Use of non-GAAP adjusted financial information

Included in this press release and the conference call referenced above are non-GAAP adjusted financial information as defined by SEC Regulation G. The GAAP financial measure most directly comparable to each non-GAAP adjusted financial measure used or discussed, and a reconciliation of the differences between each non-GAAP adjusted financial measure and the comparable GAAP financial measure, are included in this press release after the condensed consolidated financial statements. 

Non-GAAP adjusted net loss was derived by taking GAAP net loss and adjusting it with non-cash gains or losses for share-based compensation, warrant compensation, and change in value of derivative. The company's management believes that these non-GAAP adjusted measures provide investors with a better understanding of the company's historical results from its core business operations.

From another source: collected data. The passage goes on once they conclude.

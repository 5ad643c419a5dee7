//! Configuration for ManagedTableStore
//!
//! Provides a builder pattern for configuring the managed table store.

use std::time::Duration;

/// Default name of the ownership registry table
pub const DEFAULT_REGISTRY_TABLE: &str = "app_managed_tables";

/// Default schema for the registry and managed tables
pub const DEFAULT_SCHEMA: &str = "public";

/// Configuration for the managed table store
#[derive(Debug, Clone)]
pub struct StoreConfig {
    /// PostgreSQL database URL
    pub database_url: String,
    /// Schema holding the registry and every managed table (default: "public")
    pub schema: String,
    /// Name of the ownership registry table (default: "app_managed_tables")
    pub registry_table: String,
    /// Upper bound on pooled connections
    pub max_connections: u32,
    /// Row cap applied to `query_data` (default: 10)
    pub query_row_limit: i64,
    /// Deadline applied to every statement, if set
    pub statement_timeout: Option<Duration>,
    /// Drop a freshly created table when registering it fails (default: true)
    pub compensate_failed_registration: bool,
}

impl StoreConfig {
    /// Create a new configuration builder
    pub fn builder(database_url: impl Into<String>) -> StoreConfigBuilder {
        StoreConfigBuilder::new(database_url)
    }
}

/// Builder for StoreConfig
#[derive(Debug)]
pub struct StoreConfigBuilder {
    database_url: String,
    schema: String,
    registry_table: String,
    max_connections: u32,
    query_row_limit: i64,
    statement_timeout: Option<Duration>,
    compensate_failed_registration: bool,
}

impl StoreConfigBuilder {
    /// Create a new builder with the database URL
    pub fn new(database_url: impl Into<String>) -> Self {
        Self {
            database_url: database_url.into(),
            schema: DEFAULT_SCHEMA.to_string(),
            registry_table: DEFAULT_REGISTRY_TABLE.to_string(),
            max_connections: 5,
            query_row_limit: 10,
            statement_timeout: None,
            compensate_failed_registration: true,
        }
    }

    /// Set the schema for the registry and managed tables (default: "public")
    ///
    /// The schema must already exist.
    pub fn schema(mut self, name: impl Into<String>) -> Self {
        self.schema = name.into();
        self
    }

    /// Set the registry table name (default: "app_managed_tables")
    pub fn registry_table(mut self, name: impl Into<String>) -> Self {
        self.registry_table = name.into();
        self
    }

    /// Set the maximum number of pooled connections (default: 5)
    pub fn max_connections(mut self, max: u32) -> Self {
        self.max_connections = max;
        self
    }

    /// Set the row cap for `query_data` (default: 10, must not be negative)
    pub fn query_row_limit(mut self, limit: i64) -> Self {
        self.query_row_limit = limit;
        self
    }

    /// Apply a deadline to every statement
    pub fn statement_timeout(mut self, timeout: Duration) -> Self {
        self.statement_timeout = Some(timeout);
        self
    }

    /// Enable or disable the compensating drop after a failed registration (default: true)
    pub fn compensate_failed_registration(mut self, enabled: bool) -> Self {
        self.compensate_failed_registration = enabled;
        self
    }

    /// Build the configuration
    pub fn build(self) -> StoreConfig {
        StoreConfig {
            database_url: self.database_url,
            schema: self.schema,
            registry_table: self.registry_table,
            max_connections: self.max_connections,
            query_row_limit: self.query_row_limit,
            statement_timeout: self.statement_timeout,
            compensate_failed_registration: self.compensate_failed_registration,
        }
    }
}
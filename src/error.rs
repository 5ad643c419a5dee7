//! Error types for managed table operations

use std::time::Duration;

use thiserror::Error;

/// SQLSTATE reported by PostgreSQL for a unique constraint violation
pub const UNIQUE_VIOLATION: &str = "23505";

/// SQLSTATE reported by PostgreSQL when a relation already exists
pub const DUPLICATE_TABLE: &str = "42P07";

/// Errors that can occur during managed table operations
#[derive(Debug, Error)]
pub enum ManagedStoreError {
    #[error("Invalid identifier: {0}")]
    InvalidIdentifier(String),

    #[error("Reserved word: '{0}' cannot be used as an identifier")]
    ReservedWord(String),

    #[error("Invalid data type: {0}")]
    InvalidDataType(String),

    #[error("Table already registered: {0}")]
    DuplicateTable(String),

    #[error("Failed to create table '{table}': {message}")]
    SchemaCreationFailed { table: String, message: String },

    #[error("Statement failed: {message}")]
    StatementFailed {
        message: String,
        /// SQLSTATE code, when the engine reported one
        code: Option<String>,
    },

    #[error("Access denied: caller {caller_id} cannot access table '{table}'")]
    AccessDenied { table: String, caller_id: i64 },

    #[error("Empty payload: {0}")]
    EmptyPayload(String),

    #[error("Invalid configuration: {0}")]
    InvalidConfig(String),

    #[error("Connection error: {0}")]
    Connection(String),

    #[error("Statement timed out after {0:?}")]
    Timeout(Duration),

    #[error("Decode error: {0}")]
    Decode(String),
}

impl ManagedStoreError {
    pub fn invalid_identifier(msg: impl Into<String>) -> Self {
        Self::InvalidIdentifier(msg.into())
    }

    pub fn reserved_word(word: impl Into<String>) -> Self {
        Self::ReservedWord(word.into())
    }

    pub fn invalid_data_type(msg: impl Into<String>) -> Self {
        Self::InvalidDataType(msg.into())
    }

    pub fn duplicate_table(table: impl Into<String>) -> Self {
        Self::DuplicateTable(table.into())
    }

    pub fn schema_creation_failed(table: impl Into<String>, message: impl Into<String>) -> Self {
        Self::SchemaCreationFailed {
            table: table.into(),
            message: message.into(),
        }
    }

    pub fn statement_failed(message: impl Into<String>) -> Self {
        Self::StatementFailed {
            message: message.into(),
            code: None,
        }
    }

    pub fn access_denied(table: impl Into<String>, caller_id: i64) -> Self {
        Self::AccessDenied {
            table: table.into(),
            caller_id,
        }
    }

    pub fn empty_payload(msg: impl Into<String>) -> Self {
        Self::EmptyPayload(msg.into())
    }

    pub fn decode(msg: impl Into<String>) -> Self {
        Self::Decode(msg.into())
    }

    pub fn invalid_config(msg: impl Into<String>) -> Self {
        Self::InvalidConfig(msg.into())
    }

    /// SQLSTATE carried by a failed statement, if any
    pub fn sql_state(&self) -> Option<&str> {
        match self {
            Self::StatementFailed { code, .. } => code.as_deref(),
            _ => None,
        }
    }

    /// Whether the engine rejected the statement because of a unique constraint
    pub fn is_unique_violation(&self) -> bool {
        self.sql_state() == Some(UNIQUE_VIOLATION)
    }
}

impl From<sqlx::Error> for ManagedStoreError {
    fn from(err: sqlx::Error) -> Self {
        let code = err
            .as_database_error()
            .and_then(|db| db.code())
            .map(|code| code.into_owned());

        Self::StatementFailed {
            message: err.to_string(),
            code,
        }
    }
}

pub type Result<T> = std::result::Result<T, ManagedStoreError>;
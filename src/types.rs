//! Core type definitions for managed tables
//!
//! Includes caller identity, column specifications, the registry record,
//! and the value/row types exchanged with the database.

use std::collections::BTreeMap;
use std::fmt;

use chrono::{DateTime, NaiveDate, NaiveDateTime, Utc};
use rust_decimal::Decimal;
use serde::ser::SerializeMap;
use serde::{Deserialize, Serialize, Serializer};

use crate::error::{ManagedStoreError, Result};
use crate::sql::sanitize::{SafeIdentifier, SafeTypeLiteral, quote_identifier, validate_data_type};

/// Name of the surrogate key injected as the first column of every managed table
pub const SURROGATE_KEY_COLUMN: &str = "id";

// ============================================================================
// Caller identity
// ============================================================================

/// Identity of the caller issuing a request
///
/// Supplied by the surrounding application and trusted as-is.
#[derive(Debug, Clone, Copy, PartialEq, Eq, Serialize, Deserialize)]
pub struct Caller {
    /// Owner id recorded for tables this caller creates
    pub id: i64,
    /// Privileged callers bypass ownership checks
    #[serde(default)]
    pub privileged: bool,
}

impl Caller {
    /// A regular caller subject to ownership checks
    pub fn user(id: i64) -> Self {
        Self {
            id,
            privileged: false,
        }
    }

    /// A caller that bypasses ownership checks
    pub fn privileged(id: i64) -> Self {
        Self {
            id,
            privileged: true,
        }
    }
}

// ============================================================================
// Column specifications
// ============================================================================

/// A caller-supplied column for a table to be created
#[derive(Debug, Clone, Serialize, Deserialize, PartialEq)]
pub struct ColumnSpec {
    /// Column name (must satisfy the identifier grammar)
    pub name: String,
    /// Declared type, e.g. `INT` or `VARCHAR(100)`
    #[serde(rename = "type")]
    pub data_type: String,
}
//! `Mesh`: the indexed triangle mesh the cutting pipeline operates on.
//!
//! A mesh owns its geometry buffers outright; every other component refers to
//! vertices and triangles by index only. Vertex normals are area-weighted
//! averages of the incident face normals, with a ±1 direction toggle for
//! meshes whose winding turns out inverted.

pub mod triangle;

use crate::errors::MeshError;
use crate::float_types::{EPSILON, Real};
use nalgebra::{Point3, Vector3};
pub use triangle::Triangle;

#[derive(Debug, Clone)]
pub struct Mesh {
    vertices: Vec<Point3<Real>>,
    triangles: Vec<Triangle>,
    vertex_normals: Vec<Vector3<Real>>,
    normal_direction: Real,
}

impl Mesh {
    /// Build a mesh, validating that every triangle's indices are in range
    /// and pairwise distinct.
    pub fn new(
        vertices: Vec<Point3<Real>>,
        triangles: Vec<Triangle>,
    ) -> Result<Self, MeshError> {
        for (t, tri) in triangles.iter().enumerate() {
            let idx = tri.indices();
            for &v in &idx {
                if v as usize >= vertices.len() {
                    return Err(MeshError::VertexIndexOutOfRange {
                        triangle: t,
                        vertex: v,
                        vertex_count: vertices.len(),
                    });
                }
            }
            if idx[0] == idx[1] || idx[1] == idx[2] || idx[0] == idx[2] {
                return Err(MeshError::DegenerateTriangle {
                    triangle: t,
                    indices: idx,
                });
            }
        }
        let mut mesh = Mesh {
            vertices,
            triangles,
            vertex_normals: Vec::new(),
            normal_direction: 1.0,
        };
        mesh.recompute_normals();
        Ok(mesh)
    }

    /// Crate-internal constructor for statically valid topology (shape
    /// generators). Same invariants as [`Mesh::new`], checked in debug only.
    pub(crate) fn from_parts(vertices: Vec<Point3<Real>>, triangles: Vec<Triangle>) -> Self {
        debug_assert!(
            triangles
                .iter()
                .all(|t| t.indices().iter().all(|&v| (v as usize) < vertices.len())),
            "triangle index out of range"
        );
        let mut mesh = Mesh {
            vertices,
            triangles,
            vertex_normals: Vec::new(),
            normal_direction: 1.0,
        };
        mesh.recompute_normals();
        mesh
    }

    pub fn vertices(&self) -> &[Point3<Real>] {
        &self.vertices
    }

    pub fn triangles(&self) -> &[Triangle] {
        &self.triangles
    }

    pub fn vertex(&self, i: u32) -> Point3<Real> {
        self.vertices[i as usize]
    }

    pub fn triangle(&self, i: u32) -> &Triangle {
        &self.triangles[i as usize]
    }

    /// Vertex normal with the current normal direction applied.
    pub fn vertex_normal(&self, i: u32) -> Vector3<Real> {
        self.vertex_normals[i as usize] * self.normal_direction
    }

    /// Face normal with the current normal direction applied.
    pub fn triangle_normal(&self, i: u32) -> Vector3<Real> {
        self.triangles[i as usize].normal(&self.vertices) * self.normal_direction
    }

    /// Flip the direction of every reported normal.
    pub const fn invert_normal(&mut self) {
        self.normal_direction = -self.normal_direction;
    }

    pub const fn normal_direction(&self) -> Real {
        self.normal_direction
    }

    /// Uniformly scale every vertex position about the origin. Applied once
    /// at init from the persisted configuration, before any cutting.
    pub fn scale_uniform(&mut self, factor: Real) -> Result<(), MeshError> {
        if !factor.is_finite() || factor <= 0.0 {
            return Err(MeshError::InvalidScale(factor));
        }
        for v in &mut self.vertices {
            v.coords *= factor;
        }
        for t in &mut self.triangles {
            t.invalidate_normal();
        }
        self.recompute_normals();
        Ok(())
    }

    /// Area-weighted vertex normals from incident face normals.
    pub fn recompute_normals(&mut self) {
        self.vertex_normals =
            compute_vertex_normals(&self.vertices, self.triangles.iter().map(|t| t.indices()));
    }

    /// Axis-aligned bounding box corners, or `None` for an empty mesh.
    pub fn bounding_box(&self) -> Option<(Point3<Real>, Point3<Real>)> {
        let first = *self.vertices.first()?;
        let mut mins = first;
        let mut maxs = first;
        for v in &self.vertices[1..] {
            mins.x = mins.x.min(v.x);
            mins.y = mins.y.min(v.y);
            mins.z = mins.z.min(v.z);
            maxs.x = maxs.x.max(v.x);
            maxs.y = maxs.y.max(v.y);
            maxs.z = maxs.z.max(v.z);
        }
        Some((mins, maxs))
    }

    pub fn bounding_box_centre(&self) -> Point3<Real> {
        match self.bounding_box() {
            Some((mins, maxs)) => Point3::from((mins.coords + maxs.coords) * 0.5),
            None => Point3::origin(),
        }
    }

    pub fn bounding_box_radius(&self) -> Real {
        match self.bounding_box() {
            Some((mins, maxs)) => (maxs - mins).norm() * 0.5,
            None => 0.0,
        }
    }

    /// One-ring adjacency, built fresh per call (no incremental updates).
    pub fn connectivity(&self) -> Connectivity {
        Connectivity::build(self)
    }
}

/// Vertex one-ring adjacency: neighbouring vertices and incident triangles.
/// Two vertices are adjacent iff they co-occur in a triangle.
#[derive(Debug, Clone)]
pub struct Connectivity {
    vertex_neighbours: Vec<Vec<u32>>,
    vertex_triangles: Vec<Vec<u32>>,
}

impl Connectivity {
    fn build(mesh: &Mesh) -> Self {
        let n = mesh.vertices.len();
        let mut vertex_neighbours: Vec<Vec<u32>> = vec![Vec::new(); n];
        let mut vertex_triangles: Vec<Vec<u32>> = vec![Vec::new(); n];
        for (t, tri) in mesh.triangles.iter().enumerate() {
            let idx = tri.indices();
            for (i, &v) in idx.iter().enumerate() {
                vertex_triangles[v as usize].push(t as u32);
                for (j, &w) in idx.iter().enumerate() {
                    if i != j && !vertex_neighbours[v as usize].contains(&w) {
                        vertex_neighbours[v as usize].push(w);
                    }
                }
            }
        }
        Connectivity {
            vertex_neighbours,
            vertex_triangles,
        }
    }

    pub fn neighbours(&self, vertex: u32) -> &[u32] {
        &self.vertex_neighbours[vertex as usize]
    }

    pub fn triangles_of(&self, vertex: u32) -> &[u32] {
        &self.vertex_triangles[vertex as usize]
    }

    pub fn vertex_count(&self) -> usize {
        self.vertex_neighbours.len()
    }
}

/// Area-weighted vertex normals for an arbitrary indexed triangle list.
/// Shared by `Mesh` and the cut-output materialization.
pub fn compute_vertex_normals(
    vertices: &[Point3<Real>],
    triangles: impl Iterator<Item = [u32; 3]>,
) -> Vec<Vector3<Real>> {
    let mut normals = vec![Vector3::zeros(); vertices.len()];
    for [a, b, c] in triangles {
        let pa = vertices[a as usize];
        let weighted = (vertices[b as usize] - pa).cross(&(vertices[c as usize] - pa));
        normals[a as usize] += weighted;
        normals[b as usize] += weighted;
        normals[c as usize] += weighted;
    }
    for n in &mut normals {
        let len = n.norm();
        if len > EPSILON {
            *n /= len;
        }
    }
    normals
}
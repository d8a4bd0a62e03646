//! Scalar type selection and the numeric constants shared across the crate.

// Our Real scalar type:
#[cfg(feature = "f32")]
pub type Real = f32;
#[cfg(feature = "f64")]
pub type Real = f64;

/// Geometric tolerance used for degenerate-denominator and on-plane tests.
#[cfg(feature = "f32")]
pub const EPSILON: Real = 1e-4;
/// Geometric tolerance used for degenerate-denominator and on-plane tests.
#[cfg(feature = "f64")]
pub const EPSILON: Real = 1e-9;

/// Archimedes' constant (π)
#[cfg(feature = "f32")]
pub const PI: Real = core::f32::consts::PI;
/// Archimedes' constant (π)
#[cfg(feature = "f64")]
pub const PI: Real = core::f64::consts::PI;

While management believes that these non-GAAP adjusted financial measures provide useful supplemental information to investors regarding the underlying performance of the company's business operations, investors are reminded to consider these non-GAAP measures in addition to, and not as a substitute for, financial performance measures prepared in accordance with GAAP. Non-GAAP measures have limitations in that they do not reflect all of the amounts associated with the company's results of operations as determined in accordance with GAAP. In addition, it should be noted that these non-GAAP financial measures may be different from non-GAAP measures used by other companies, and management may utilize other measures to illustrate performance in the future.

About AMR101

AMR101 (icosapent ethyl) is an ultra pure omega-3 fatty acid, comprising not less than 96% EPA (icosapent ethyl), that Amarin is developing as a treatment for patients with very high triglyceride levels (≥500 mg/dL), and for patients with high triglyceride levels (≥200 and < 500mg/dL) who are also on statin therapy for elevated low-density lipoprotein cholesterol, or LDL-C, levels (which we refer to as mixed dyslipidemia). The efficacy and safety of AMR101 were studied in two Phase 3 clinical trials, the MARINE trial, which studied patients with very high triglyceride levels, and the ANCHOR trial, which studied patients with high triglyceride levels who were also on statin therapy for elevated LDL-C levels. These two Phase 3 clinical trials showed favorable results in triglyceride reduction compared to placebo in the studied patient populations. Reduction in triglyceride levels was achieved without a statistically significant increase in LDL-C levels, and in the 4 gram AMR101 ANCHOR results, with a statistically significant decrease in LDL-C levels. These trials also showed favorable results, particularly with the 4 gram dose of AMR101, in other important lipid and inflammation biomarkers, including Apo-B, non-HDL-C, Total-Cholesterol, VLDL-C, Lp-PLA2, and hs-CRP. In these trials, AMR101 exhibited a safety profile comparable to placebo. In December 2011, Amarin commenced patient dosing in a cardiovascular outcomes study of AMR101, titled REDUCE-IT (Reduction of Cardiovascular Events with EPA — Intervention Trial), that is designed to evaluate the efficacy of AMR101 in reducing major cardiovascular events in a high risk patient population on statin therapy.

About Amarin

Amarin Corporation plc is a late-stage biopharmaceutical company with expertise in lipid science focused on the treatment of cardiovascular disease. Amarin has filed a New Drug Application (NDA) with the U.S. Food and Drug Administration (FDA) for the use of its lead product candidate, AMR101, in the treatment of patients with very high triglyceride levels (the population studied in Amarin's MARINE trial), and the FDA has assigned a Prescription Drug User Fee Act (PDUFA) date of July 26, 2012. Amarin plans to separately seek approval for use of AMR101 in the treatment of patients with high triglyceride levels who are also on statin therapy for elevated LDL-C levels, the population studied in the ANCHOR trial, if the FDA approves the MARINE indication and after the REDUCE-IT cardiovascular outcomes trial is substantially underway. Each of the MARINE, ANCHOR and REDUCE-IT studies is the subject of a Special Protocol Assessment (SPA) agreement with the FDA. Amarin also has next-generation lipid candidates under evaluation in preclinical development.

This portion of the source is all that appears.